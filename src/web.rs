use anyhow::Result;
use axum::{
    Router,
    body::Body,
    http::Request,
    middleware::{self, Next},
    response::Response,
    routing::{delete, get, post},
};
use std::path::PathBuf;
use std::sync::Arc;
use std::time::Instant;
use tokio::sync::Mutex;
use tower_http::cors::CorsLayer;
use tower_http::services::ServeDir;
use tracing::info;

use crate::actions;

/// Shared state for all handlers. The cycle lock serializes the update
/// endpoints: a correlation cycle is a read-modify-write over the whole
/// snapshot set, so only one may run at a time.
#[derive(Clone)]
pub struct AppState {
    pub data_dir: PathBuf,
    pub client: reqwest::Client,
    pub cycle_lock: Arc<Mutex<()>>,
}

impl AppState {
    pub fn new(data_dir: PathBuf) -> Self {
        Self {
            data_dir,
            client: reqwest::Client::new(),
            cycle_lock: Arc::new(Mutex::new(())),
        }
    }
}

async fn request_logging_middleware(request: Request<Body>, next: Next) -> Response {
    let method = request.method().clone();
    let path = request.uri().path().to_string();
    let start_time = Instant::now();

    let response = next.run(request).await;

    info!(
        "{} {} {} in {:.2}ms",
        method,
        path,
        response.status().as_u16(),
        start_time.elapsed().as_secs_f64() * 1000.0
    );

    response
}

/// Build the application router. API routes take precedence; anything else
/// falls through to the static frontend.
pub fn build_router(state: AppState, public_dir: PathBuf) -> Router {
    Router::new()
        .route("/airports.json", get(actions::get_airports_view))
        .route("/routes-db", get(actions::get_routes_db))
        .route("/routes-stats", get(actions::get_routes_stats))
        .route("/active-planes", get(actions::get_active_planes))
        .route("/info", get(actions::get_info))
        .route("/update-airports", post(actions::update_airports))
        .route("/update-routes", post(actions::update_routes))
        .route("/admin/files", get(actions::admin_list_files))
        .route("/admin/download/{name}", get(actions::admin_download_file))
        .route("/admin/upload/{name}", post(actions::admin_upload_file))
        .route("/admin/delete/{name}", delete(actions::admin_delete_file))
        .route(
            "/admin/config",
            get(actions::admin_get_config).post(actions::admin_set_config),
        )
        .fallback_service(ServeDir::new(public_dir))
        .with_state(state)
        .layer(middleware::from_fn(request_logging_middleware))
        .layer(CorsLayer::permissive())
}

pub async fn start_web_server(
    interface: String,
    port: u16,
    data_dir: PathBuf,
    public_dir: PathBuf,
) -> Result<()> {
    let state = AppState::new(data_dir);
    let app = build_router(state, public_dir);

    let listener = tokio::net::TcpListener::bind(format!("{interface}:{port}")).await?;
    info!("Web server listening on http://{interface}:{port}");

    axum::serve(listener, app).await?;
    Ok(())
}
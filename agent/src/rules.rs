//! Rule requests and execution results
//!
//! A `Rule` is a transient request: nothing is stored here, the packet filter
//! itself is the system of record. This module only knows how to turn a rule
//! into iptables arguments.

use serde::{Deserialize, Serialize};
use std::fmt;

/// Packet filter chain
#[derive(Debug, Clone, Copy, Deserialize, Serialize, PartialEq, Eq)]
#[serde(rename_all = "UPPERCASE")]
pub enum Chain {
    Input,
    Output,
    Forward,
}

impl Chain {
    pub fn as_str(&self) -> &'static str {
        match self {
            Chain::Input => "INPUT",
            Chain::Output => "OUTPUT",
            Chain::Forward => "FORWARD",
        }
    }
}

impl fmt::Display for Chain {
    fn fmt(&self, f: &mut fmt::Formatter<'_>) -> fmt::Result {
        f.write_str(self.as_str())
    }
}

/// Verdict applied to a matching packet
#[derive(Debug, Clone, Copy, Deserialize, Serialize, PartialEq, Eq)]
#[serde(rename_all = "UPPERCASE")]
pub enum Action {
    Accept,
    Drop,
    Reject,
}

impl Action {
    pub fn as_str(&self) -> &'static str {
        match self {
            Action::Accept => "ACCEPT",
            Action::Drop => "DROP",
            Action::Reject => "REJECT",
        }
    }
}

#[derive(Debug, Clone, Copy, Deserialize, Serialize, PartialEq, Eq)]
#[serde(rename_all = "lowercase")]
pub enum Protocol {
    Tcp,
    Udp,
    Icmp,
}

impl Protocol {
    pub fn as_str(&self) -> &'static str {
        match self {
            Protocol::Tcp => "tcp",
            Protocol::Udp => "udp",
            Protocol::Icmp => "icmp",
        }
    }
}

/// A rule request as received on `/rules/add` and `/rules/delete`
#[derive(Debug, Clone, Deserialize, Serialize, PartialEq)]
pub struct Rule {
    pub chain: Chain,
    pub action: Action,
    #[serde(default)]
    pub protocol: Option<Protocol>,
    #[serde(default)]
    pub source_ip: Option<String>,
    #[serde(default)]
    pub destination_ip: Option<String>,
    #[serde(default)]
    pub port: Option<u16>,
}

impl Rule {
    pub fn new(chain: Chain, action: Action) -> Self {
        Self {
            chain,
            action,
            protocol: None,
            source_ip: None,
            destination_ip: None,
            port: None,
        }
    }

    /// Match arguments shared by append and delete.
    ///
    /// Empty addresses and port 0 count as unset. `--dport` is only emitted
    /// when a protocol is present; a bare port is dropped silently.
    pub fn filter_args(&self) -> Vec<String> {
        let mut args = vec![
            self.chain.as_str().to_string(),
            "-j".to_string(),
            self.action.as_str().to_string(),
        ];

        if let Some(proto) = self.protocol {
            args.push("-p".to_string());
            args.push(proto.as_str().to_string());
        }

        if let Some(src) = non_empty(&self.source_ip) {
            args.push("-s".to_string());
            args.push(src.to_string());
        }

        if let Some(dst) = non_empty(&self.destination_ip) {
            args.push("-d".to_string());
            args.push(dst.to_string());
        }

        if let (Some(port), Some(_)) = (self.port.filter(|p| *p != 0), self.protocol) {
            args.push("--dport".to_string());
            args.push(port.to_string());
        }

        args
    }

    /// Arguments for `iptables -A`
    pub fn append_args(&self) -> Vec<String> {
        let mut args = vec!["-A".to_string()];
        args.extend(self.filter_args());
        args
    }

    /// Arguments for `iptables -D`. Deletion is exact-match on the same signature.
    pub fn delete_args(&self) -> Vec<String> {
        let mut args = vec!["-D".to_string()];
        args.extend(self.filter_args());
        args
    }
}

fn non_empty(value: &Option<String>) -> Option<&str> {
    value.as_deref().map(str::trim).filter(|s| !s.is_empty())
}

/// Arguments for listing rules with packet/byte counters
pub fn list_args(chain: Option<Chain>) -> Vec<String> {
    let mut args = vec!["-L".to_string()];
    if let Some(chain) = chain {
        args.push(chain.as_str().to_string());
    }
    args.push("-n".to_string());
    args.push("-v".to_string());
    args
}

pub fn flush_args(chain: Chain) -> Vec<String> {
    vec!["-F".to_string(), chain.as_str().to_string()]
}

#[derive(Debug, Clone, Copy, Serialize, Deserialize, PartialEq, Eq)]
#[serde(rename_all = "lowercase")]
pub enum ResultStatus {
    Success,
    Error,
}

/// Normalized outcome of a single tool invocation
#[derive(Debug, Clone, Serialize, Deserialize, PartialEq)]
pub struct ExecutionResult {
    pub status: ResultStatus,
    pub message: String,
    #[serde(default, skip_serializing_if = "Option::is_none")]
    pub rules: Option<String>,
}

impl ExecutionResult {
    pub fn success(message: impl Into<String>) -> Self {
        Self {
            status: ResultStatus::Success,
            message: message.into(),
            rules: None,
        }
    }

    pub fn listing(message: impl Into<String>, rules: String) -> Self {
        Self {
            status: ResultStatus::Success,
            message: message.into(),
            rules: Some(rules),
        }
    }

    pub fn error(message: impl Into<String>) -> Self {
        Self {
            status: ResultStatus::Error,
            message: message.into(),
            rules: None,
        }
    }

    pub fn is_success(&self) -> bool {
        self.status == ResultStatus::Success
    }
}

_PROBLEM TO SOLVE:_ A bare number is the expected answer: the tally of lines in the records above holding "enum".

_PROBLEM SOLUTION:_ 4